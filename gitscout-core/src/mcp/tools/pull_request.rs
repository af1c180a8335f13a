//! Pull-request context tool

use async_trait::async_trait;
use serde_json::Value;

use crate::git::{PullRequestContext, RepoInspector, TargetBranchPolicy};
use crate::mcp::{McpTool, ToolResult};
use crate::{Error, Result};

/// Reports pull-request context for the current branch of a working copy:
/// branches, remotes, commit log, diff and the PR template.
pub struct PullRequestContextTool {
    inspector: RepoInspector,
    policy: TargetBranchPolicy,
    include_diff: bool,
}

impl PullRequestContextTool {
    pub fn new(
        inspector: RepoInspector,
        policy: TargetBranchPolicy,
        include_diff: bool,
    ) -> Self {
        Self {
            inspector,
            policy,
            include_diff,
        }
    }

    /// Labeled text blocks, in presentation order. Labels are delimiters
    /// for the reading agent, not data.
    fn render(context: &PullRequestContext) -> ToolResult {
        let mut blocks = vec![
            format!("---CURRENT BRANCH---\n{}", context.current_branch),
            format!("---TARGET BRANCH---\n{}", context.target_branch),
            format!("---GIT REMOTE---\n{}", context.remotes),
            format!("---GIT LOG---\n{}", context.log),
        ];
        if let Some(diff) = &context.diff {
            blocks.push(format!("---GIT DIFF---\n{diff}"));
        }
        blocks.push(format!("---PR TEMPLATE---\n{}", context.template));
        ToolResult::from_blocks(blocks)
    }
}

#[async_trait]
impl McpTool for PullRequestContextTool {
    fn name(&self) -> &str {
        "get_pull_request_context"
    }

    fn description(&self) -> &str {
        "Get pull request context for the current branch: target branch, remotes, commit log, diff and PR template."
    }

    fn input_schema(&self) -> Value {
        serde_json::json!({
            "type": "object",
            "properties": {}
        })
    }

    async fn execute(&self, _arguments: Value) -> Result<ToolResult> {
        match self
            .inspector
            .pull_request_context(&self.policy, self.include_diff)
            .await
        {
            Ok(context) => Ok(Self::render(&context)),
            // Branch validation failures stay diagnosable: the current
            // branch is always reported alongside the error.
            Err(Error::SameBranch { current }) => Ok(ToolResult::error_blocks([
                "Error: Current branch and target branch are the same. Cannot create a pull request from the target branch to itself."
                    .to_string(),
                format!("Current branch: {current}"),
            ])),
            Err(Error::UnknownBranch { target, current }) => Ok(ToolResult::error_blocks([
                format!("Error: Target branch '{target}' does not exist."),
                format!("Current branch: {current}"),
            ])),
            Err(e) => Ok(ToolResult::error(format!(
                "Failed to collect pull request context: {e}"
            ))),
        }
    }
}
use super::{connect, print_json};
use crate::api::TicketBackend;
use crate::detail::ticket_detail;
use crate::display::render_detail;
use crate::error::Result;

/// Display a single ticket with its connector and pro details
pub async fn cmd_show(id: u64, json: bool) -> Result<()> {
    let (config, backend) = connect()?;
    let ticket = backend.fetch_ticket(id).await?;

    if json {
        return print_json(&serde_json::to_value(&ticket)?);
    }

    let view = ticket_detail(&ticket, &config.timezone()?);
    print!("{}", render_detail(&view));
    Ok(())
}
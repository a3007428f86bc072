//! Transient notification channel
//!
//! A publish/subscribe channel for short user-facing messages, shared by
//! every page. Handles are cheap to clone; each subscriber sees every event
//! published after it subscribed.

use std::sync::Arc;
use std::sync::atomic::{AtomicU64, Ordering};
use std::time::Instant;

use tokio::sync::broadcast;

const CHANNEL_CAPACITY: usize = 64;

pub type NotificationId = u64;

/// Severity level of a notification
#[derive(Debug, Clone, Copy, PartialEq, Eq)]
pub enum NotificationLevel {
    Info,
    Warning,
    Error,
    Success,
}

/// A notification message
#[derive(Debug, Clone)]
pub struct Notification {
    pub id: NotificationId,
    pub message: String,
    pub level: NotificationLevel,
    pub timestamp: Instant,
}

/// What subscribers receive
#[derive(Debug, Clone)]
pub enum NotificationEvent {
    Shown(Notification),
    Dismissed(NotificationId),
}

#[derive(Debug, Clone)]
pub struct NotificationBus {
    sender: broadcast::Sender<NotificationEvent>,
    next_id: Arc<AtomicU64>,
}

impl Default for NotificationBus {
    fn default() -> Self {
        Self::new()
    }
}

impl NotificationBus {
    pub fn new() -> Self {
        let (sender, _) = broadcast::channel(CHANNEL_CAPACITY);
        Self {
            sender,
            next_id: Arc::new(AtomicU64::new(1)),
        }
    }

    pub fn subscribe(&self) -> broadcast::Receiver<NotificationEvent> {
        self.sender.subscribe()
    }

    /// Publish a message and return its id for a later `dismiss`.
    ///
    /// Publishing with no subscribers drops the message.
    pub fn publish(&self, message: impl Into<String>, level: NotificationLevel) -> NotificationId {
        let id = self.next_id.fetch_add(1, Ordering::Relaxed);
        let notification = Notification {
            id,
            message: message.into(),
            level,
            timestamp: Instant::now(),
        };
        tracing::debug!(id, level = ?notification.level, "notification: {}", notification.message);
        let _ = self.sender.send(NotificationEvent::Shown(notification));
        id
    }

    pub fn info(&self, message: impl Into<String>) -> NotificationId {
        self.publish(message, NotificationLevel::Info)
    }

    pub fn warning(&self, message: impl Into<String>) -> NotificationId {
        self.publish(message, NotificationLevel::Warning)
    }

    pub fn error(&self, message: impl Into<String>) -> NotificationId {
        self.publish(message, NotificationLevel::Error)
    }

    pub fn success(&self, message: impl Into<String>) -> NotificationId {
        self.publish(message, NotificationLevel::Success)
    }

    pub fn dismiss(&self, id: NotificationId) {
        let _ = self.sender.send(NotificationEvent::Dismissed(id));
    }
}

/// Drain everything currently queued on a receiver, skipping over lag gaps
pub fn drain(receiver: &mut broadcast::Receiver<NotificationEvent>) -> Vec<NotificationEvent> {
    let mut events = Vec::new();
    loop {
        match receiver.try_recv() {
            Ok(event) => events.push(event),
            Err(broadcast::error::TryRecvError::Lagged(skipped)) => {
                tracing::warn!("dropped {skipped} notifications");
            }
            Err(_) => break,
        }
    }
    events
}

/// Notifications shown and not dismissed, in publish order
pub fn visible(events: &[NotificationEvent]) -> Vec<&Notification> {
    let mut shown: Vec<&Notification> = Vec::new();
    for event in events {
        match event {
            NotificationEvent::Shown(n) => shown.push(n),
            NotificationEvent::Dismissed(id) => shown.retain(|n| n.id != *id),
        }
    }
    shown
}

EXERCISE DETAILS —
When you come to the line containing "Reports pull-request context", give it and stop; before that, repeat each line of the material exactly from the first one.

RESULT OF THE EXERCISE —
filename gitscout-core/src/mcp/tools/pull_request.rs
repository af1c180a8335f13a
//! Pull-request context tool

use async_trait::async_trait;
use serde_json::Value;

use crate::git::{PullRequestContext, RepoInspector, TargetBranchPolicy};
use crate::mcp::{McpTool, ToolResult};
use crate::{Error, Result};

/// Reports pull-request context for the current branch of a working copy:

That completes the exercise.